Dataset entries
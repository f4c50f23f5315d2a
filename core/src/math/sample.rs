//! Deterministic sampling maps for Monte Carlo integration.
//!
//! Each function maps a point `u` of the unit square `[0, 1)²` to a point
//! or direction in some domain by inverting the domain's cumulative
//! distribution. If `u` is uniformly distributed, so is the result (or
//! distributed according to the matching PDF, for the non-uniform maps).
//! The functions contain no randomness of their own: see [`rand`] for
//! distributions that draw `u` from a pseudo-random generator.
//!
//! Directions are expressed in a local frame whose z axis is the
//! "up" direction of the hemisphere or the axis of the cone.
//!
//! [`rand`]: crate::math::rand

use crate::math::{
    float::{self, Float},
    point::{Point2, Point3, pt2, pt3},
    vec::{Vec3, vec3},
};

/// Returns the direction at polar angle θ and azimuth φ, given cos θ.
fn spherical_dir<Sc: Float>(cos_theta: Sc, phi: Sc) -> Vec3<Sc> {
    let sin_theta = float::max(Sc::ZERO, Sc::ONE - cos_theta * cos_theta).sqrt();
    vec3(sin_theta * phi.cos(), sin_theta * phi.sin(), cos_theta)
}

/// Maps `u` to a direction uniformly distributed on the upper
/// (z ≥ 0) unit hemisphere.
///
/// # Examples
/// ```
/// use geoprim_core::math::{pt2, vec3, sample::hemisphere_uniform};
///
/// assert_eq!(hemisphere_uniform(pt2(0.0, 0.0)), vec3(1.0, 0.0, 0.0));
/// ```
pub fn hemisphere_uniform<Sc: Float>(u: Point2<Sc>) -> Vec3<Sc> {
    spherical_dir(u.x(), Sc::TAU * u.y())
}

/// Returns the probability density of [`hemisphere_uniform`],
/// which is 1/(2π) everywhere on the hemisphere.
pub fn hemisphere_uniform_pdf<Sc: Float>() -> Sc {
    Sc::TAU.recip()
}

/// Maps `u` to a direction on the upper unit hemisphere, distributed
/// with density proportional to the cosine of the polar angle.
pub fn hemisphere_cosine<Sc: Float>(u: Point2<Sc>) -> Vec3<Sc> {
    let cos_theta = (Sc::ONE - u.x()).sqrt();
    spherical_dir(cos_theta, Sc::TAU * u.y())
}

/// Returns the probability density of [`hemisphere_cosine`] for a
/// direction whose polar angle has cosine `cos_theta`: cos θ / π.
pub fn hemisphere_cosine_pdf<Sc: Float>(cos_theta: Sc) -> Sc {
    cos_theta / Sc::PI
}

/// Maps `u` to a direction on the upper unit hemisphere, distributed
/// with density proportional to cosᵉ θ, where e is `exponent`.
///
/// An exponent of zero gives the uniform distribution, an exponent of one
/// the cosine distribution, and larger exponents concentrate the
/// directions increasingly around the z axis.
pub fn hemisphere_power_cosine<Sc: Float>(
    u: Point2<Sc>,
    exponent: Sc,
) -> Vec3<Sc> {
    let cos_theta = (Sc::ONE - u.y()).powf((exponent + Sc::ONE).recip());
    spherical_dir(cos_theta, Sc::TAU * u.x())
}

/// Returns the probability density of [`hemisphere_power_cosine`] for a
/// direction whose polar angle has cosine `cos_theta`:
/// (e + 1) / 2π · cosᵉ θ.
pub fn hemisphere_power_cosine_pdf<Sc: Float>(cos_theta: Sc, exponent: Sc) -> Sc {
    (exponent + Sc::ONE) / Sc::TAU * cos_theta.powf(exponent)
}

/// Maps `u` to a direction uniformly distributed on the unit sphere.
///
/// # Examples
/// ```
/// use geoprim_core::math::{pt2, vec3, sample::sphere_uniform};
///
/// assert_eq!(sphere_uniform(pt2(0.0, 0.0)), vec3(0.0, 0.0, 1.0));
/// ```
pub fn sphere_uniform<Sc: Float>(u: Point2<Sc>) -> Vec3<Sc> {
    let z = Sc::ONE - Sc::lit(2.0) * u.x();
    spherical_dir(z, Sc::TAU * u.y())
}

/// Returns the probability density of [`sphere_uniform`],
/// which is 1/(4π) everywhere on the sphere.
pub fn sphere_uniform_pdf<Sc: Float>() -> Sc {
    (Sc::lit(2.0) * Sc::TAU).recip()
}

/// Maps `u` to a direction uniformly distributed within the cone about
/// the z axis whose half-angle has cosine `cos_theta_max`.
pub fn cone_uniform<Sc: Float>(u: Point2<Sc>, cos_theta_max: Sc) -> Vec3<Sc> {
    let cos_theta = (Sc::ONE - u.x()) + u.x() * cos_theta_max;
    spherical_dir(cos_theta, Sc::TAU * u.y())
}

/// Returns the probability density of [`cone_uniform`], constant within
/// the cone: 1 / (2π (1 - cos θₘₐₓ)).
///
/// A degenerate cone with `cos_theta_max` equal to one has infinite
/// density.
pub fn cone_uniform_pdf<Sc: Float>(cos_theta_max: Sc) -> Sc {
    (Sc::TAU * (Sc::ONE - cos_theta_max)).recip()
}

/// Maps `u` to barycentric coordinates uniformly distributed over a
/// triangle.
///
/// The returned coordinates `(b0, b1, b2)` sum to one and can be passed to
/// [`Point::barycentric_interpolation`][crate::math::Point::barycentric_interpolation]
/// to get a point within a concrete triangle.
///
/// # Examples
/// ```
/// use geoprim_core::math::{pt2, pt3, sample::sample_triangle_uniform};
///
/// assert_eq!(sample_triangle_uniform(pt2(0.0, 0.5)), pt3(1.0, 0.0, 0.0));
/// assert_eq!(sample_triangle_uniform(pt2(0.25, 0.5)), pt3(0.5, 0.25, 0.25));
/// ```
pub fn sample_triangle_uniform<Sc: Float>(u: Point2<Sc>) -> Point3<Sc> {
    let su0 = u.x().sqrt();
    let b0 = Sc::ONE - su0;
    let b1 = u.y() * su0;
    pt3(b0, b1, Sc::ONE - b0 - b1)
}

/// Maps `u` to a point uniformly distributed in the unit disk, using the
/// concentric mapping of Shirley and Chiu.
///
/// Unlike the naive polar mapping, the concentric mapping preserves
/// relative areas and adjacency, so stratified input points stay
/// well-stratified.
///
/// # Examples
/// ```
/// use geoprim_core::math::{pt2, sample::sample_disk_concentric};
///
/// assert_eq!(sample_disk_concentric(pt2(0.5, 0.5)), pt2(0.0, 0.0));
/// ```
pub fn sample_disk_concentric<Sc: Float>(u: Point2<Sc>) -> Point2<Sc> {
    let two = Sc::lit(2.0);
    let ox = two * u.x() - Sc::ONE;
    let oy = two * u.y() - Sc::ONE;
    if ox == Sc::ZERO && oy == Sc::ZERO {
        return pt2(Sc::ZERO, Sc::ZERO);
    }
    let quarter_pi = Sc::PI / Sc::lit(4.0);
    let (r, theta) = if ox.abs() > oy.abs() {
        (ox, quarter_pi * (oy / ox))
    } else {
        (oy, Sc::PI / two - quarter_pi * (ox / oy))
    };
    pt2(r * theta.cos(), r * theta.sin())
}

**Problem to work on:** Please transcribe the records above in full, keeping every word.

**Your solution:**
repository f4c50f23f5315d2a
filename core/src/math/sample.rs
//! Deterministic sampling maps for Monte Carlo integration.
//!
//! Each function maps a point `u` of the unit square `[0, 1)²` to a point
//! or direction in some domain by inverting the domain's cumulative
//! distribution. If `u` is uniformly distributed, so is the result (or
//! distributed according to the matching PDF, for the non-uniform maps).
//! The functions contain no randomness of their own: see [`rand`] for
//! distributions that draw `u` from a pseudo-random generator.
//!
//! Directions are expressed in a local frame whose z axis is the
//! "up" direction of the hemisphere or the axis of the cone.
//!
//! [`rand`]: crate::math::rand

use crate::math::{
    float::{self, Float},
    point::{Point2, Point3, pt2, pt3},
    vec::{Vec3, vec3},
};

/// Returns the direction at polar angle θ and azimuth φ, given cos θ.
fn spherical_dir<Sc: Float>(cos_theta: Sc, phi: Sc) -> Vec3<Sc> {
    let sin_theta = float::max(Sc::ZERO, Sc::ONE - cos_theta * cos_theta).sqrt();
    vec3(sin_theta * phi.cos(), sin_theta * phi.sin(), cos_theta)
}

/// Maps `u` to a direction uniformly distributed on the upper
/// (z ≥ 0) unit hemisphere.
///
/// # Examples
/// ```
/// use geoprim_core::math::{pt2, vec3, sample::hemisphere_uniform};
///
/// assert_eq!(hemisphere_uniform(pt2(0.0, 0.0)), vec3(1.0, 0.0, 0.0));
/// ```
pub fn hemisphere_uniform<Sc: Float>(u: Point2<Sc>) -> Vec3<Sc> {
    spherical_dir(u.x(), Sc::TAU * u.y())
}

/// Returns the probability density of [`hemisphere_uniform`],
/// which is 1/(2π) everywhere on the hemisphere.
pub fn hemisphere_uniform_pdf<Sc: Float>() -> Sc {
    Sc::TAU.recip()
}

/// Maps `u` to a direction on the upper unit hemisphere, distributed
/// with density proportional to the cosine of the polar angle.
pub fn hemisphere_cosine<Sc: Float>(u: Point2<Sc>) -> Vec3<Sc> {
    let cos_theta = (Sc::ONE - u.x()).sqrt();
    spherical_dir(cos_theta, Sc::TAU * u.y())
}

/// Returns the probability density of [`hemisphere_cosine`] for a
/// direction whose polar angle has cosine `cos_theta`: cos θ / π.
pub fn hemisphere_cosine_pdf<Sc: Float>(cos_theta: Sc) -> Sc {
    cos_theta / Sc::PI
}

/// Maps `u` to a direction on the upper unit hemisphere, distributed
/// with density proportional to cosᵉ θ, where e is `exponent`.
///
/// An exponent of zero gives the uniform distribution, an exponent of one
/// the cosine distribution, and larger exponents concentrate the
/// directions increasingly around the z axis.
pub fn hemisphere_power_cosine<Sc: Float>(
    u: Point2<Sc>,
    exponent: Sc,
) -> Vec3<Sc> {
    let cos_theta = (Sc::ONE - u.y()).powf((exponent + Sc::ONE).recip());
    spherical_dir(cos_theta, Sc::TAU * u.x())
}

/// Returns the probability density of [`hemisphere_power_cosine`] for a
/// direction whose polar angle has cosine `cos_theta`:
/// (e + 1) / 2π · cosᵉ θ.
pub fn hemisphere_power_cosine_pdf<Sc: Float>(cos_theta: Sc, exponent: Sc) -> Sc {
    (exponent + Sc::ONE) / Sc::TAU * cos_theta.powf(exponent)
}

/// Maps `u` to a direction uniformly distributed on the unit sphere.
///
/// # Examples
/// ```
/// use geoprim_core::math::{pt2, vec3, sample::sphere_uniform};
///
/// assert_eq!(sphere_uniform(pt2(0.0, 0.0)), vec3(0.0, 0.0, 1.0));
/// ```
pub fn sphere_uniform<Sc: Float>(u: Point2<Sc>) -> Vec3<Sc> {
    let z = Sc::ONE - Sc::lit(2.0) * u.x();
    spherical_dir(z, Sc::TAU * u.y())
}

/// Returns the probability density of [`sphere_uniform`],
/// which is 1/(4π) everywhere on the sphere.
pub fn sphere_uniform_pdf<Sc: Float>() -> Sc {
    (Sc::lit(2.0) * Sc::TAU).recip()
}

/// Maps `u` to a direction uniformly distributed within the cone about
/// the z axis whose half-angle has cosine `cos_theta_max`.
pub fn cone_uniform<Sc: Float>(u: Point2<Sc>, cos_theta_max: Sc) -> Vec3<Sc> {
    let cos_theta = (Sc::ONE - u.x()) + u.x() * cos_theta_max;
    spherical_dir(cos_theta, Sc::TAU * u.y())
}

/// Returns the probability density of [`cone_uniform`], constant within
/// the cone: 1 / (2π (1 - cos θₘₐₓ)).
///
/// A degenerate cone with `cos_theta_max` equal to one has infinite
/// density.
pub fn cone_uniform_pdf<Sc: Float>(cos_theta_max: Sc) -> Sc {
    (Sc::TAU * (Sc::ONE - cos_theta_max)).recip()
}

/// Maps `u` to barycentric coordinates uniformly distributed over a
/// triangle.
///
/// The returned coordinates `(b0, b1, b2)` sum to one and can be passed to
/// [`Point::barycentric_interpolation`][crate::math::Point::barycentric_interpolation]
/// to get a point within a concrete triangle.
///
/// # Examples
/// ```
/// use geoprim_core::math::{pt2, pt3, sample::sample_triangle_uniform};
///
/// assert_eq!(sample_triangle_uniform(pt2(0.0, 0.5)), pt3(1.0, 0.0, 0.0));
/// assert_eq!(sample_triangle_uniform(pt2(0.25, 0.5)), pt3(0.5, 0.25, 0.25));
/// ```
pub fn sample_triangle_uniform<Sc: Float>(u: Point2<Sc>) -> Point3<Sc> {
    let su0 = u.x().sqrt();
    let b0 = Sc::ONE - su0;
    let b1 = u.y() * su0;
    pt3(b0, b1, Sc::ONE - b0 - b1)
}

/// Maps `u` to a point uniformly distributed in the unit disk, using the
/// concentric mapping of Shirley and Chiu.
///
/// Unlike the naive polar mapping, the concentric mapping preserves
/// relative areas and adjacency, so stratified input points stay
/// well-stratified.
///
/// # Examples
/// ```
/// use geoprim_core::math::{pt2, sample::sample_disk_concentric};
///
/// assert_eq!(sample_disk_concentric(pt2(0.5, 0.5)), pt2(0.0, 0.0));
/// ```
pub fn sample_disk_concentric<Sc: Float>(u: Point2<Sc>) -> Point2<Sc> {
    let two = Sc::lit(2.0);
    let ox = two * u.x() - Sc::ONE;
    let oy = two * u.y() - Sc::ONE;
    if ox == Sc::ZERO && oy == Sc::ZERO {
        return pt2(Sc::ZERO, Sc::ZERO);
    }
    let quarter_pi = Sc::PI / Sc::lit(4.0);
    let (r, theta) = if ox.abs() > oy.abs() {
        (ox, quarter_pi * (oy / ox))
    } else {
        (oy, Sc::PI / two - quarter_pi * (ox / oy))
    };
    pt2(r * theta.cos(), r * theta.sin())
}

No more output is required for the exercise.